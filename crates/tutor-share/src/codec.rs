//! Query-string codec for share links.

use std::collections::HashMap;

use base64::engine::general_purpose::STANDARD as BASE64;
use base64::Engine as _;
use url::Url;

use crate::{ExerciseKind, Result, ShareError, SharePayload, WordProblemPayload};

/// Query key naming the exercise kind.
const PARAM_MODE: &str = "mode";
/// Query keys for the flat simplification form.
const PARAM_NUMERATOR: &str = "n";
/// Shared denominator key, used by both flat forms.
const PARAM_DENOMINATOR: &str = "d";
/// Query keys for the flat addition form.
const PARAM_FIRST: &str = "n1";
/// Second addition numerator.
const PARAM_SECOND: &str = "n2";
/// Query key carrying a Base64 compound payload.
const PARAM_DATA: &str = "data";

// ============================================================================
// Encoding
// ============================================================================

/// Builds a share link for the given payload on `base`.
///
/// Any query parameters already on `base` are discarded; the result's
/// query string holds exactly the payload and nothing else.
///
/// # Errors
///
/// Returns [`ShareError::Json`] if a compound payload fails to serialize;
/// flat payloads cannot fail.
pub fn share_url(base: &Url, payload: &SharePayload) -> Result<Url> {
    let mut url = base.clone();
    url.set_query(None);
    {
        let mut pairs = url.query_pairs_mut();
        pairs.append_pair(PARAM_MODE, payload.kind().as_str());
        match payload {
            SharePayload::Explore => {}
            SharePayload::Simplify {
                numerator,
                denominator,
            } => {
                pairs.append_pair(PARAM_NUMERATOR, &numerator.to_string());
                pairs.append_pair(PARAM_DENOMINATOR, &denominator.to_string());
            }
            SharePayload::Addition {
                first,
                second,
                denominator,
            } => {
                pairs.append_pair(PARAM_FIRST, &first.to_string());
                pairs.append_pair(PARAM_SECOND, &second.to_string());
                pairs.append_pair(PARAM_DENOMINATOR, &denominator.to_string());
            }
            SharePayload::WordProblem(problem) => {
                let json = serde_json::to_string(problem)?;
                pairs.append_pair(PARAM_DATA, &BASE64.encode(json));
            }
        }
    }
    Ok(url)
}

/// Returns `url` with its query string removed.
///
/// Called after a link has seeded state (or after any manual navigation)
/// so a stale link cannot re-trigger a decode later in the session.
#[must_use]
pub fn strip_query(url: &Url) -> Url {
    let mut url = url.clone();
    url.set_query(None);
    url
}

// ============================================================================
// Decoding
// ============================================================================

/// Decodes whatever exercise payload `url` carries.
///
/// # Errors
///
/// Returns a [`ShareError`] describing the first structural violation
/// found. Callers treat any error as "no usable link" and fall back to
/// generation.
pub fn decode(url: &Url) -> Result<SharePayload> {
    let params: HashMap<String, String> = url.query_pairs().into_owned().collect();
    let mode = params.get(PARAM_MODE).ok_or(ShareError::MissingMode)?;
    let kind =
        ExerciseKind::from_mode(mode).ok_or_else(|| ShareError::UnknownMode(mode.clone()))?;

    let payload = match kind {
        ExerciseKind::Explore => SharePayload::Explore,
        ExerciseKind::Simplify => {
            let numerator = numeric_param(&params, PARAM_NUMERATOR)?;
            let denominator = numeric_param(&params, PARAM_DENOMINATOR)?;
            if denominator < 2 || numerator >= denominator {
                return Err(ShareError::ImproperFraction {
                    numerator,
                    denominator,
                });
            }
            SharePayload::Simplify {
                numerator,
                denominator,
            }
        }
        ExerciseKind::Addition => SharePayload::Addition {
            first: numeric_param(&params, PARAM_FIRST)?,
            second: numeric_param(&params, PARAM_SECOND)?,
            denominator: numeric_param(&params, PARAM_DENOMINATOR)?,
        },
        ExerciseKind::WordProblems => {
            let data = params.get(PARAM_DATA).ok_or(ShareError::MissingParam {
                name: PARAM_DATA,
            })?;
            let bytes = BASE64.decode(data.as_bytes())?;
            let problem: WordProblemPayload = serde_json::from_slice(&bytes)?;
            SharePayload::WordProblem(problem)
        }
    };
    Ok(payload)
}

/// Decodes `url` only if its mode matches the exercise being seeded.
///
/// # Errors
///
/// As [`decode`], plus [`ShareError::ModeMismatch`] when the link names a
/// different exercise kind.
pub fn decode_for(url: &Url, expected: ExerciseKind) -> Result<SharePayload> {
    let payload = decode(url)?;
    if payload.kind() != expected {
        tracing::debug!(found = %payload.kind(), %expected, "share link is for another exercise");
        return Err(ShareError::ModeMismatch {
            expected,
            found: payload.kind(),
        });
    }
    Ok(payload)
}

/// Reads a required decimal integer parameter.
fn numeric_param(params: &HashMap<String, String>, name: &'static str) -> Result<u32> {
    let raw = params
        .get(name)
        .ok_or(ShareError::MissingParam { name })?;
    raw.parse()
        .map_err(|_| ShareError::InvalidNumber {
            name,
            value: raw.clone(),
        })
}

// ============================================================================
// Tests
// ============================================================================
//! Procedural exercise generation.
//!
//! Generation is a pure function of the difficulty tier and the supplied
//! random source: the tier is threaded in as a parameter, never read as
//! ambient state, and every new-exercise request invokes the generator
//! afresh.

use rand::seq::SliceRandom;
use rand::Rng;

use crate::difficulty::DifficultyTier;
use crate::rational::{gcd, Fraction};

/// Denominator used if a tier's pool were ever empty. Pools are const
/// non-empty arrays, so this is unreachable in practice.
const FALLBACK_DENOMINATOR: u32 = 8;

/// Generates a fraction-simplification exercise for the given tier.
///
/// The returned fraction is always proper and never already in lowest
/// terms: the numerator is built as a multiple of a factor shared with the
/// denominator, so the learner always has a real divisor to find.
///
/// The construction: draw a denominator from the tier pool, intersect its
/// proper divisors (2..=denominator/2) with the tier's preferred divisors,
/// pick one uniformly (`Easy` deterministically takes the smallest), then
/// multiply it by a random multiplier that keeps the numerator below the
/// denominator. Denominators with no preferred factor fall back to their
/// smallest proper divisor.
pub fn generate(tier: DifficultyTier, rng: &mut impl Rng) -> Fraction {
    let denominator = tier
        .denominators()
        .choose(rng)
        .copied()
        .unwrap_or(FALLBACK_DENOMINATOR);

    let divisors = proper_divisors(denominator);
    let preferred: Vec<u32> = divisors
        .iter()
        .copied()
        .filter(|v| tier.preferred_divisors().contains(v))
        .collect();

    let factor = if preferred.is_empty() {
        // No preferred factor divides this denominator; any proper divisor
        // still guarantees a common factor of at least 2.
        divisors.first().copied().unwrap_or(2)
    } else if tier == DifficultyTier::Easy {
        preferred.iter().copied().min().unwrap_or(2)
    } else {
        preferred.choose(rng).copied().unwrap_or(2)
    };

    let max_multiplier = ((denominator.saturating_sub(1)) / factor).max(1);
    let multiplier = rng.gen_range(1..=max_multiplier);
    let numerator = (factor * multiplier).min(denominator.saturating_sub(1));

    let fraction = Fraction::new(numerator, denominator);
    tracing::debug!(%tier, %fraction, factor, "generated exercise");
    debug_assert!(gcd(numerator, denominator) > 1);
    fraction
}

/// Divisors `v` of `denominator` with `2 <= v <= denominator / 2`, ascending.
fn proper_divisors(denominator: u32) -> Vec<u32> {
    (2..=denominator / 2)
        .filter(|v| denominator % v == 0)
        .collect()
}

## Activity
Working from the records above, tally the lines that contain "codec" and give only the total.

## Answer box
2